E’ cresciuto a pane e performance di Marina Abramovic. Ha organizzato mostre in tutta Italia, frequentato fiere e curato biennali esotiche. Gianfranco Maraniello, 43 anni, neo- direttore del Mart di Rovereto, è il teorico del museo glocal: lo sguardo fisso sul mondo e le radici ben piantate nel territorio. Napoletano, è stato adottato prima da Milano, dove è cresciuto, e poi da Bologna, dove per una decina d’anni ha guidato il MamBo. Quando era il boss dell’arte contemporanea bolognese propose di celebrare la morte di Lucio Dalla invitando i tifosi dello stadio Dall’Ara a cantare Caruso. Gli ultrà reagirono con un coro di fischi, perché non volevano che a dettar legge in curva fosse un partenopeo. Lui, in realtà, di napoletano ha origini e passioni (la musica, il calcio…), ma ormai parla con cadenza pseudo-nordica.

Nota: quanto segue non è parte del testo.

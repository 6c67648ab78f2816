//! A session is one attempt to scan for, connect to and read from the device.
//!
//! Sessions never talk to the consumer directly. Every operation appends the events it raises to
//! the `events` vector it is given; the `SessionManager` forwards them.

use std::time::{SystemTime, UNIX_EPOCH};
use log::{debug, info, warn};
use tokio::time::Instant;

use crate::config::types::DeviceConfig;
use crate::device::constants::{SIMULATED_DEVICE_LABEL, TAG_DISTANCE};
use crate::device::protocol::{decode, Reading};
use crate::device::radio::{DiscoveryFilter, RadioLink};
use crate::device::types::{ConnectionState, DeviceAddress, DeviceEvent, LinkEvent, NotConnectedReason, SessionKind};
use crate::error::SessionError;

pub trait DeviceSession: Send {
    fn kind(&self) -> SessionKind;

    fn state(&self) -> ConnectionState;

    fn last_seen_at(&self) -> Option<SystemTime>;

    fn start(&mut self, events: &mut Vec<DeviceEvent>) -> Result<(), SessionError>;

    /// Requests one value. `Ok(Some(_))` if the value is available right away, `Ok(None)` if the
    /// request was accepted and the value will arrive as a `ValueAvailable` event.
    fn poll(&mut self, events: &mut Vec<DeviceEvent>) -> Result<Option<Reading>, SessionError>;

    fn stop(&mut self, events: &mut Vec<DeviceEvent>);

    fn close(&mut self);

    fn handle_link_event(&mut self, _event: LinkEvent, _events: &mut Vec<DeviceEvent>) {}

    /// When `timeout_elapsed` should be called, if at all.
    fn deadline(&self) -> Option<Instant> {
        None
    }

    fn timeout_elapsed(&mut self, _events: &mut Vec<DeviceEvent>) {}
}

pub struct LiveSession {
    config: DeviceConfig,
    radio: Option<Box<dyn RadioLink>>,
    state: ConnectionState,
    address: Option<DeviceAddress>,
    scan_deadline: Option<Instant>,
    last_seen_at: Option<SystemTime>,
}

impl LiveSession {
    pub fn new(config: DeviceConfig, radio: Box<dyn RadioLink>) -> Self {
        LiveSession {
            config,
            radio: Some(radio),
            state: ConnectionState::Idle,
            address: None,
            scan_deadline: None,
            last_seen_at: None,
        }
    }

    pub fn address(&self) -> Option<&DeviceAddress> {
        self.address.as_ref()
    }

    fn transition(&mut self, state: ConnectionState) {
        if self.state != state {
            info!("Live session {:?} -> {:?}", self.state, state);
            self.state = state;
        }
    }

    // Leaves whatever is in progress and reports the device as not connected.
    fn fail(&mut self, reason: NotConnectedReason, events: &mut Vec<DeviceEvent>) {
        if let Some(radio) = self.radio.as_mut() {
            match self.state {
                ConnectionState::Scanning => radio.stop_discovery(),
                ConnectionState::Connecting | ConnectionState::Discovering | ConnectionState::Connected => radio.disconnect(),
                ConnectionState::Idle | ConnectionState::Disconnected => {},
            }
        }

        self.scan_deadline = None;
        self.transition(ConnectionState::Disconnected);
        events.push(DeviceEvent::NotConnected { reason });
    }

    fn device_found(&mut self, name: Option<String>, address: DeviceAddress, events: &mut Vec<DeviceEvent>) {
        if self.state != ConnectionState::Scanning {
            return;
        }

        if name.as_deref() != Some(self.config.device_name.as_str()) {
            debug!("Ignoring advertisement of {} ({})", address, name.unwrap_or(String::from("NONE")));
            return;
        }

        info!("Found {} at {}", self.config.device_name, address);

        self.scan_deadline = None;
        self.address = Some(address.clone());
        self.transition(ConnectionState::Connecting);

        let Some(radio) = self.radio.as_mut() else { return };
        radio.stop_discovery();
        if let Err(err) = radio.connect(&address) {
            warn!("Connecting to {} failed: {}", address, err);
            self.fail(NotConnectedReason::LinkFailed, events);
        }
    }

    fn link_established(&mut self, events: &mut Vec<DeviceEvent>) {
        if self.state != ConnectionState::Connecting {
            return;
        }

        self.transition(ConnectionState::Discovering);

        let Some(radio) = self.radio.as_mut() else { return };
        if let Err(err) = radio.discover_services() {
            warn!("Service discovery failed: {}", err);
            self.fail(NotConnectedReason::ServicesMissing, events);
        }
    }

    fn services_discovered(&mut self, success: bool, events: &mut Vec<DeviceEvent>) {
        if self.state != ConnectionState::Discovering {
            return;
        }

        if !success {
            warn!("Device does not offer the expected service");
            self.fail(NotConnectedReason::ServicesMissing, events);
            return;
        }

        self.last_seen_at = Some(SystemTime::now());
        self.transition(ConnectionState::Connected);
        events.push(DeviceEvent::Connected { label: self.config.device_name.clone() });
    }

    fn value_read(&mut self, bytes: Vec<u8>, events: &mut Vec<DeviceEvent>) {
        if self.state != ConnectionState::Connected {
            debug!("Ignoring value read while {:?}", self.state);
            return;
        }

        let reading = decode(&bytes);
        if let Reading::Invalid { raw, reason } = &reading {
            warn!("Received invalid payload >>>{}<<< ({})", raw, reason);
        }

        let now = SystemTime::now();
        self.last_seen_at = Some(now);
        events.push(DeviceEvent::ValueAvailable { reading, received_at: now });
    }
}

impl DeviceSession for LiveSession {
    fn kind(&self) -> SessionKind {
        SessionKind::Live { address: self.address.clone() }
    }

    fn state(&self) -> ConnectionState {
        self.state
    }

    fn last_seen_at(&self) -> Option<SystemTime> {
        self.last_seen_at
    }

    fn start(&mut self, events: &mut Vec<DeviceEvent>) -> Result<(), SessionError> {
        if self.state.is_active() {
            debug!("Live session already {:?}, not starting another scan", self.state);
            return Ok(());
        }

        let filter = DiscoveryFilter {
            device_name: self.config.device_name.clone(),
            service: self.config.service_uuid,
        };
        if self.radio.is_none() {
            return Err(SessionError::Closed);
        }

        self.address = None;
        self.scan_deadline = Some(Instant::now() + self.config.scan_timeout());
        self.transition(ConnectionState::Scanning);
        events.push(DeviceEvent::Scanning);

        let radio = self.radio.as_mut().ok_or(SessionError::Closed)?;
        if let Err(err) = radio.start_discovery(&filter) {
            warn!("Scanning failed {:?}", err);
            self.fail(NotConnectedReason::ScanFailed, events);
        }

        Ok(())
    }

    fn poll(&mut self, events: &mut Vec<DeviceEvent>) -> Result<Option<Reading>, SessionError> {
        let characteristic = self.config.characteristic_uuid;
        let radio = self.radio.as_mut().ok_or(SessionError::Closed)?;

        if self.state != ConnectionState::Connected {
            debug!("Poll while {:?}", self.state);
            events.push(DeviceEvent::NotConnected { reason: NotConnectedReason::NoLink });
            return Err(SessionError::NotConnected);
        }

        if let Err(err) = radio.read_characteristic(characteristic) {
            warn!("Device lost, read request failed: {}", err);
            self.fail(NotConnectedReason::LinkDropped, events);
            return Err(SessionError::NotConnected);
        }

        Ok(None)
    }

    fn stop(&mut self, events: &mut Vec<DeviceEvent>) {
        if self.state.is_active() {
            self.fail(NotConnectedReason::Stopped, events);
        } else {
            self.scan_deadline = None;
            self.transition(ConnectionState::Disconnected);
        }
    }

    fn close(&mut self) {
        if let Some(mut radio) = self.radio.take() {
            info!("Closing live session (address {:?})", self.address);
            if self.state == ConnectionState::Scanning {
                radio.stop_discovery();
            }
            radio.close();
        }

        self.scan_deadline = None;
        self.transition(ConnectionState::Disconnected);
    }

    fn handle_link_event(&mut self, event: LinkEvent, events: &mut Vec<DeviceEvent>) {
        if self.radio.is_none() {
            return;
        }

        match event {
            LinkEvent::DeviceFound { name, address } => self.device_found(name, address, events),
            LinkEvent::ScanFailed { reason } => {
                if self.state == ConnectionState::Scanning {
                    warn!("Scan failed: {}", reason);
                    self.fail(NotConnectedReason::ScanFailed, events);
                }
            },
            LinkEvent::LinkEstablished => self.link_established(events),
            LinkEvent::LinkFailed { reason } => {
                if self.state == ConnectionState::Connecting {
                    warn!("Connecting to peripheral failed: {}", reason);
                    self.fail(NotConnectedReason::LinkFailed, events);
                }
            },
            LinkEvent::ServicesDiscovered { success } => self.services_discovered(success, events),
            LinkEvent::LinkDropped => {
                if matches!(self.state, ConnectionState::Connecting | ConnectionState::Discovering | ConnectionState::Connected) {
                    warn!("Connection lost");
                    self.fail(NotConnectedReason::LinkDropped, events);
                }
            },
            LinkEvent::ValueRead(bytes) => self.value_read(bytes, events),
        }
    }

    fn deadline(&self) -> Option<Instant> {
        self.scan_deadline
    }

    fn timeout_elapsed(&mut self, events: &mut Vec<DeviceEvent>) {
        if self.state == ConnectionState::Scanning {
            info!("End of scan period, {} not found", self.config.device_name);
            self.fail(NotConnectedReason::ScanTimeout, events);
        }
        self.scan_deadline = None;
    }
}

/// Pretends to be connected to a device whose distance is the current time.
pub struct SimulatedSession {
    state: ConnectionState,
    closed: bool,
    last_seen_at: Option<SystemTime>,
}

impl SimulatedSession {
    pub fn new() -> Self {
        SimulatedSession {
            state: ConnectionState::Idle,
            closed: false,
            last_seen_at: None,
        }
    }
}

impl Default for SimulatedSession {
    fn default() -> Self {
        Self::new()
    }
}

fn epoch_millis(time: SystemTime) -> u64 {
    time.duration_since(UNIX_EPOCH)
        .map(|duration| duration.as_millis() as u64)
        .unwrap_or(0)
}

impl DeviceSession for SimulatedSession {
    fn kind(&self) -> SessionKind {
        SessionKind::Simulated
    }

    fn state(&self) -> ConnectionState {
        self.state
    }

    fn last_seen_at(&self) -> Option<SystemTime> {
        self.last_seen_at
    }

    fn start(&mut self, events: &mut Vec<DeviceEvent>) -> Result<(), SessionError> {
        if self.closed {
            return Err(SessionError::Closed);
        }

        self.state = ConnectionState::Connected;
        self.last_seen_at = Some(SystemTime::now());
        events.push(DeviceEvent::Connected { label: SIMULATED_DEVICE_LABEL.to_string() });
        Ok(())
    }

    fn poll(&mut self, events: &mut Vec<DeviceEvent>) -> Result<Option<Reading>, SessionError> {
        if self.closed {
            return Err(SessionError::Closed);
        }

        if self.state != ConnectionState::Connected {
            events.push(DeviceEvent::NotConnected { reason: NotConnectedReason::NoLink });
            return Err(SessionError::NotConnected);
        }

        // goes through the decoder just like a payload from the real device
        let now = SystemTime::now();
        let payload = format!("{}{}", TAG_DISTANCE as char, epoch_millis(now));
        let reading = decode(payload.as_bytes());

        self.last_seen_at = Some(now);
        events.push(DeviceEvent::ValueAvailable { reading: reading.clone(), received_at: now });
        Ok(Some(reading))
    }

    fn stop(&mut self, events: &mut Vec<DeviceEvent>) {
        if self.state == ConnectionState::Connected {
            events.push(DeviceEvent::NotConnected { reason: NotConnectedReason::Stopped });
        }
        self.state = ConnectionState::Disconnected;
    }

    fn close(&mut self) {
        self.closed = true;
        self.state = ConnectionState::Disconnected;
    }
}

Maraniello è stato scelto con una selezione internazionale tra 128 candidati. Quando gli faccio notare che non è un momento molto florido per i musei di arte contemporanea in Italia, dribbla le polemiche trite sul rapporto tra soldi pubblici (assenti) e finanziamenti privati e introduce le sue parole chiave: identità, coerenza e continuità.
Salvare i musei italiani in tempi di crisi.
«Si parla tanto di finanziamenti pubblici e privati. Si immaginano assurdi scontri manichei tra manager spietati e assetati di denari e soprintendenti duri e puri, votati unicamente a una polverosa tutela. L’obiettivo dovrebbe essere un altro».
Quale?
«Garantire una continuità ai progetti museali».
Un buono slogan. Ma in pratica?
«I musei devono lavorare su un processo identitario, sulla loro riconoscibilità, sulla creazione di un immaginario che prescinda dalle singole mostre. E poi dovrebbero dare continuità a questo processo».
Appena nominato direttore a Rovereto hai detto che negli ultimi anni non avevi trovato molti motivi per visitare il Mart.
«Intendevo dire che non si va in una città solo perché c’è una mostra. Il museo deve essere una componente del territorio. L’arte, moderna e contemporanea, deve essere collocata all’interno di un itinerario e di un’offerta complessiva e contribuire a creare quell’identità necessaria a far tornare i visitatori. Certo, poi bisogna essere coerenti».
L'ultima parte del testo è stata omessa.